There’s also the obvious benefit of experience; chances are, your agent has visited your destination and therefore has tips for the places to visit (and avoid), suggestions for fun things to do, and helpful hints about getting around.

 

When hiring a travel agent with an LGBTQ focus, this expertise is even more valuable to LGBTQ clients. An agent like Anastos can offer information on the safety and comfort LGBTQ people can expect in the city, country, or even resort where they’re staying, and they have helpful insight into navigating to one’s destination and finding like-minded people.

 

Anastos offered the location of Puerto Vallarta, Mexico, as an example of how his expertise helps LGBTQ clients.

 

“Most people, when they go online and look at hotels, there’s this big, beautiful hotel resort zone,” he said. “That’s typically where people will pick [to stay]. Well, it’s like coming to Atlanta and booking a hotel next to the airport.
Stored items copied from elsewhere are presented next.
use std::sync::Arc;

use tower::Layer;

use crate::service::KeyLimitService;

/// Applies per-key rate limiting to requests.
///
/// Holds the shared [`key_limit::Strategy`] and a key-extraction function;
/// every service built from this layer consults the same per-key state.
#[derive(Debug)]
pub struct KeyLimitLayer<L, F>
where
    L: ?Sized,
{
    limiter: Arc<L>,
    key_fn: F,
}

impl<L, F> Clone for KeyLimitLayer<L, F>
where
    L: ?Sized,
    F: Clone,
{
    fn clone(&self) -> Self {
        Self {
            limiter: Arc::clone(&self.limiter),
            key_fn: self.key_fn.clone(),
        }
    }
}

impl<L, F> KeyLimitLayer<L, F>
where
    L: ?Sized,
{
    /// Create a KeyLimitLayer.
    ///
    /// `key_fn` maps each request to the key its quota is tracked under,
    /// e.g. a client identifier pulled from a header. Keys of unbounded
    /// cardinality grow limiter memory without bound; do not key by
    /// request id.
    pub fn new(limiter: Arc<L>, key_fn: F) -> Self {
        KeyLimitLayer { limiter, key_fn }
    }
}

impl<L, F, S> Layer<S> for KeyLimitLayer<L, F>
where
    L: ?Sized,
    F: Clone,
{
    type Service = KeyLimitService<L, S, F>;

    fn layer(&self, service: S) -> Self::Service {
        KeyLimitService::new(service, self.limiter.clone(), self.key_fn.clone())
    }
}
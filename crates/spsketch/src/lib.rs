//! # spsketch
//!
//! Dense block-count sketches of large square sparse matrices.
//!
//! This is the meta crate: it re-exports [`spsketch_core`] and adds
//! subscriber setup for the `tracing` events the core emits.
//!
//! ## Quick Start
//!
//! ```
//! use spsketch::prelude::*;
//!
//! // row 0 -> col 1; row 1 -> cols 0, 3; row 2 -> col 0; row 3 -> none
//! let row_ptr = [0i64, 1, 3, 4, 4];
//! let col_index = [1i64, 0, 3, 0];
//!
//! let csr = CsrStructure::new(&row_ptr, &col_index, 4)?;
//! let sketch = Sketcher::new(SketchConfig::from_env()).sketch(&csr, 2)?;
//!
//! assert_eq!(sketch.to_nested(), vec![vec![2, 1], vec![1, 0]]);
//! # Ok::<(), anyhow::Error>(())
//! ```
//!
//! ## Feature Flags
//!
//! - `parallel` (default): chunked multi-threaded scan
//! - `tracing` (default): [`tracing_support::init_tracing`] installs a subscriber

pub use spsketch_core as core;
pub use spsketch_core::*;

pub mod tracing_support;

/// Commonly used items
pub mod prelude {
    pub use spsketch_core::{
        block_size, compute_sketch, par_compute_sketch, CsrStructure, ErrorKind, LogProgress,
        ProgressObserver, Silent, Sketch, SketchConfig, SketchError, SketchIndex, SketchResult,
        Sketcher,
    };

    pub use crate::tracing_support::{init_tracing, TracingConfig, TracingFormat};
}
Who wants to stay there? Nobody. But people don’t realize from looking at the websites where they’re going to be. The gay travelers really need to be staying in Zona Romantica. That’s like staying in Midtown Atlanta.”

 

As for his favorite destinations, Anastos never misses a summer in Provincetown and a winter in Puerto Vallarta and says Mediterranean cruises, particularly to the islands of Mykonos and Santorini, are the best. Other cities he loves include Sydney, Istanbul, Cairo, and Barcelona.

 

Anastos concluded by saying that traveling the world has the ability to change mindsets about the LGBTQ community, quoting author Mark Twain: “Travel is fatal to prejudice, bigotry, and narrow-mindedness, and many of our people need it sorely on these accounts. Broad, wholesome, charitable views … cannot be acquired by vegetating in one little corner of the earth all one’s lifetime.”